• [WHAT IS EXPECTED]
Work out how many lines of the records hold the string "format", and reply with that number alone.
*** STUDY MATERIAL ***
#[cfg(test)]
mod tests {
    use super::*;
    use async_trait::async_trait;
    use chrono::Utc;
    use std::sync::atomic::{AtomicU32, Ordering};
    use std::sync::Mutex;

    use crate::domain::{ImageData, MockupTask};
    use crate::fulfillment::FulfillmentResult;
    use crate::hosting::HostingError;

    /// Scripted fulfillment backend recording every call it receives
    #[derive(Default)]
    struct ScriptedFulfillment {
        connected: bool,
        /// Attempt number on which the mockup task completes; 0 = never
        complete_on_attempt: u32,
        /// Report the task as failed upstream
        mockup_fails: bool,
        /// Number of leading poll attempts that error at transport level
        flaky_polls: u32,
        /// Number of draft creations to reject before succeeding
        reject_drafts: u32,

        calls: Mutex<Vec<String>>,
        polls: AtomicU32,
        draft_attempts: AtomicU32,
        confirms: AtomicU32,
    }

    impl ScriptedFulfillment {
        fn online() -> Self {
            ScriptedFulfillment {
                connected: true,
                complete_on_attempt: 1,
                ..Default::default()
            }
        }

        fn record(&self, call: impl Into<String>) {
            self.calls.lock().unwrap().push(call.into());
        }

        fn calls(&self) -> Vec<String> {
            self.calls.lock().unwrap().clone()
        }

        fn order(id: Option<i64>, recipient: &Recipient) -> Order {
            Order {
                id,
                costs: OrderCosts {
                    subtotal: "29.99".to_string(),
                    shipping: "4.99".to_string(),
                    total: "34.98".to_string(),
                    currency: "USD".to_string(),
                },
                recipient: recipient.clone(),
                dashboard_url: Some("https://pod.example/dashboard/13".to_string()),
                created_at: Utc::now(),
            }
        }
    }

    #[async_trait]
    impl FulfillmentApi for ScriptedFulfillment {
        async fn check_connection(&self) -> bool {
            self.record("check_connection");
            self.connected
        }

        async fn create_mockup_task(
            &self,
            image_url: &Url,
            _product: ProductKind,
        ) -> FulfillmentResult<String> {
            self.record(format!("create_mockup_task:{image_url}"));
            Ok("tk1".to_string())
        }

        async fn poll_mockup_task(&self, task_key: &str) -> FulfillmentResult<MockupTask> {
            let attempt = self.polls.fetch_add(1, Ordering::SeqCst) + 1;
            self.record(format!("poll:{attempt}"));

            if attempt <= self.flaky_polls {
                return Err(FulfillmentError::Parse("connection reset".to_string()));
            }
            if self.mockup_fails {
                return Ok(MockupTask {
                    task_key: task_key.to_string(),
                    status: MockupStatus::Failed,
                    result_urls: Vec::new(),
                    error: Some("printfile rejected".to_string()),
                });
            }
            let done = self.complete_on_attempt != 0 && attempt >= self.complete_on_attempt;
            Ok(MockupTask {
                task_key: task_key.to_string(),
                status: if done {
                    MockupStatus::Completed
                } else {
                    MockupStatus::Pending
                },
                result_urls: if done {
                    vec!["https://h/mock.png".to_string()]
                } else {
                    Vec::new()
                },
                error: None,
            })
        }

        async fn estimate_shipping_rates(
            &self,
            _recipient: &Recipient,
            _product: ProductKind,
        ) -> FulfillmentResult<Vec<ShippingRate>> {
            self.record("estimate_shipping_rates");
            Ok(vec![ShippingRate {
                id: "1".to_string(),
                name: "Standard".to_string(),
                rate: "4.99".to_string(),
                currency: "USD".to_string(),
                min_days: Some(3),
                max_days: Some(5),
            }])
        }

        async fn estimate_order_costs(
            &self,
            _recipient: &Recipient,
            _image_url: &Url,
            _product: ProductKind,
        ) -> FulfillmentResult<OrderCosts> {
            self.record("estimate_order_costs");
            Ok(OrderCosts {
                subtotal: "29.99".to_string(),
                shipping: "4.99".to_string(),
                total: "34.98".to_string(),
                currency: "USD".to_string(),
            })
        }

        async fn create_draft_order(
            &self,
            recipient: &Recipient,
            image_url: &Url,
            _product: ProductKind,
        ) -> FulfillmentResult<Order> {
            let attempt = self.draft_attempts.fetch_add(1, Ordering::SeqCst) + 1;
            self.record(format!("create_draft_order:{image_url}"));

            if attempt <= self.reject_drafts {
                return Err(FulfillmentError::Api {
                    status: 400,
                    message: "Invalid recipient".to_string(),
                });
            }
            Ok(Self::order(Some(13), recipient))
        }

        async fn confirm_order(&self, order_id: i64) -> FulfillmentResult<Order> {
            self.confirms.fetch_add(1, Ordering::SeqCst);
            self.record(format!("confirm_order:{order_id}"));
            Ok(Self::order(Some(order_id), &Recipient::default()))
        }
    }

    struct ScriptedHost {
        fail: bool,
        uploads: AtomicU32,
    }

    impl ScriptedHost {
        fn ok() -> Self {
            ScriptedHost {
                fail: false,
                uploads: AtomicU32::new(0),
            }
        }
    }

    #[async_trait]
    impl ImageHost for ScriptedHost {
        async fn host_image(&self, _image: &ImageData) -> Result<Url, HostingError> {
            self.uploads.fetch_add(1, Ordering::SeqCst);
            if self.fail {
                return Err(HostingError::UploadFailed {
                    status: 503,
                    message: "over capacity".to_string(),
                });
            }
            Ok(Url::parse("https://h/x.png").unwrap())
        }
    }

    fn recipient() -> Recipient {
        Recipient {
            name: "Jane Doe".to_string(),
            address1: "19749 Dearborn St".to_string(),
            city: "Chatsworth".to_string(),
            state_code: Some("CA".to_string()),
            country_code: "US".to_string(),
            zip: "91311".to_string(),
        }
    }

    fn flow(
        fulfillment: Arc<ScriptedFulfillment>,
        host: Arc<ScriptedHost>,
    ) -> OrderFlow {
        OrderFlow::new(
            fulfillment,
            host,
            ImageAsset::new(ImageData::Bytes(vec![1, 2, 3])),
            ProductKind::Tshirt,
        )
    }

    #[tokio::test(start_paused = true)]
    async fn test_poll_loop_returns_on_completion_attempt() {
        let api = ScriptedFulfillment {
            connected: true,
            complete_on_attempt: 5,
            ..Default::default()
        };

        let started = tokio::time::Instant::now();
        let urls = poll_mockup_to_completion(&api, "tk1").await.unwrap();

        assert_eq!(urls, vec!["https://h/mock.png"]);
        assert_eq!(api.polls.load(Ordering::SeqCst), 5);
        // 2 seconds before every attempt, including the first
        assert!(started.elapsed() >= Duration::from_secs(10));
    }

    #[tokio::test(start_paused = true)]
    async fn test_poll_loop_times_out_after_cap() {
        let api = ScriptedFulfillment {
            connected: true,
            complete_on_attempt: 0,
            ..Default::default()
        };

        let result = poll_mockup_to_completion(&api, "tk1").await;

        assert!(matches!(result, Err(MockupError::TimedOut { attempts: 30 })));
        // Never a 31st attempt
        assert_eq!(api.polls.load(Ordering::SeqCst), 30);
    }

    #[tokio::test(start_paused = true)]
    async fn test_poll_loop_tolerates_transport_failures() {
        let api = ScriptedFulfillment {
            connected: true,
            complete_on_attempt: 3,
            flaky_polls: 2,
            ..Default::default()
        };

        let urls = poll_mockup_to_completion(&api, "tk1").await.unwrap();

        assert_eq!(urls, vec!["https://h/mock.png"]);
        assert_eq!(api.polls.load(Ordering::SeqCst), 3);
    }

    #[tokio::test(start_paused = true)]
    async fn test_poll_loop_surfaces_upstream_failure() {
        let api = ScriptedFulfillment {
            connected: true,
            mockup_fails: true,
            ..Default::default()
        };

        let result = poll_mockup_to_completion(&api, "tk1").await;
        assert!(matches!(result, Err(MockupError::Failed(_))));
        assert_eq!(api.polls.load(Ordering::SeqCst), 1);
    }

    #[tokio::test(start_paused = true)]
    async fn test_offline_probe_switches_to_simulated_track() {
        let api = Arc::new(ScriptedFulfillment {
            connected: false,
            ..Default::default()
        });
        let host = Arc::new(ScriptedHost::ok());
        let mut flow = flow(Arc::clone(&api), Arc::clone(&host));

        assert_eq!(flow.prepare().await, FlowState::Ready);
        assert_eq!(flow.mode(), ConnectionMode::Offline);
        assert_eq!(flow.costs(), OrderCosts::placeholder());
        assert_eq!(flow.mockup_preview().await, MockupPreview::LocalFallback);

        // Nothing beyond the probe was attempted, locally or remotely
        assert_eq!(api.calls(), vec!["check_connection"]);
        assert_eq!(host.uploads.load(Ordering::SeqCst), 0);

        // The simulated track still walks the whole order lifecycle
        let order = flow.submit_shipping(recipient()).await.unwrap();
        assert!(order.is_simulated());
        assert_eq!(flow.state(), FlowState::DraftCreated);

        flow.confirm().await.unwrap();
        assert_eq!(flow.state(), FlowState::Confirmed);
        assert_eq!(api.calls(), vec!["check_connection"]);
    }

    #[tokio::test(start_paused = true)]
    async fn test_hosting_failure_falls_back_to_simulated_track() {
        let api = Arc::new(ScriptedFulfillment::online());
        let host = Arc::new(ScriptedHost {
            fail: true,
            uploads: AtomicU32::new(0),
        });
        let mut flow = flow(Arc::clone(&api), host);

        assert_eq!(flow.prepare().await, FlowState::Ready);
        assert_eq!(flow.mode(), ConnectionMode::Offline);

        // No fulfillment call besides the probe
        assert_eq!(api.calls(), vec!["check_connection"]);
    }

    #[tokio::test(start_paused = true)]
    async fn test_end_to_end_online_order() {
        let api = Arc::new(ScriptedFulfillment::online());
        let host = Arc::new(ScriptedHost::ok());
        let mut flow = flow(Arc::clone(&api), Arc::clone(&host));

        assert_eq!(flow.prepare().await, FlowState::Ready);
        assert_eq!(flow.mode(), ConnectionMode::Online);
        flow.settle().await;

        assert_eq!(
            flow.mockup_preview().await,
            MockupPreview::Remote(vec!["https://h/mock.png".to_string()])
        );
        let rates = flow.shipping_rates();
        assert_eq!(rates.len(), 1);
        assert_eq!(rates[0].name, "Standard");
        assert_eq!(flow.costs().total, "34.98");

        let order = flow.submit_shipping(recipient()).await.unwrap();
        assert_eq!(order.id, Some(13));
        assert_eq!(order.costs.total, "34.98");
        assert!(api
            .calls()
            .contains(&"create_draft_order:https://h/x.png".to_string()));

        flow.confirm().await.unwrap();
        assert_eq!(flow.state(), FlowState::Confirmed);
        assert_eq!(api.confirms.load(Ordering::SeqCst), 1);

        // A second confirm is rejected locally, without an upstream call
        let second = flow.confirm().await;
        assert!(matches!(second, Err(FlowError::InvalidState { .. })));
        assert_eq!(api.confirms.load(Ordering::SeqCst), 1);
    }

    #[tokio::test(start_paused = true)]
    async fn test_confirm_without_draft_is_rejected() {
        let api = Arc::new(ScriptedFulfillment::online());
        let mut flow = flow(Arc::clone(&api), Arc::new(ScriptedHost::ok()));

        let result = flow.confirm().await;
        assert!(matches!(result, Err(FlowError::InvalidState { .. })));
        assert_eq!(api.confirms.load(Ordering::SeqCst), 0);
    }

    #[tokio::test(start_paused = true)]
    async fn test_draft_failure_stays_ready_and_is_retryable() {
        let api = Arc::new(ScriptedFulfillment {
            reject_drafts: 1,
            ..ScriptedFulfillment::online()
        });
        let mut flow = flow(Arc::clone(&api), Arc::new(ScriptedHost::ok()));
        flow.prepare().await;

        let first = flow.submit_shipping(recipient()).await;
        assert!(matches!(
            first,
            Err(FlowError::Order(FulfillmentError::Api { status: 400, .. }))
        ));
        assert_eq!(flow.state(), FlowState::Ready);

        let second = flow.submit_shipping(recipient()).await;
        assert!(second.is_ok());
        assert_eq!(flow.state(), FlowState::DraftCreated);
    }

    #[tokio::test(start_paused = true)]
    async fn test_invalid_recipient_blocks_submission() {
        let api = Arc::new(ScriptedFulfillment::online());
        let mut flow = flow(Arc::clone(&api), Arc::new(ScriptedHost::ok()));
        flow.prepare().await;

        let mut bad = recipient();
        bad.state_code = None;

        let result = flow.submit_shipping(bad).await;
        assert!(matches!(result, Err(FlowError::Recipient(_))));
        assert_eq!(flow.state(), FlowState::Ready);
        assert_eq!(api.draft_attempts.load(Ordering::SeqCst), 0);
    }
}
*** End of STUDY MATERIAL ***
• [ANSWER BOX]
4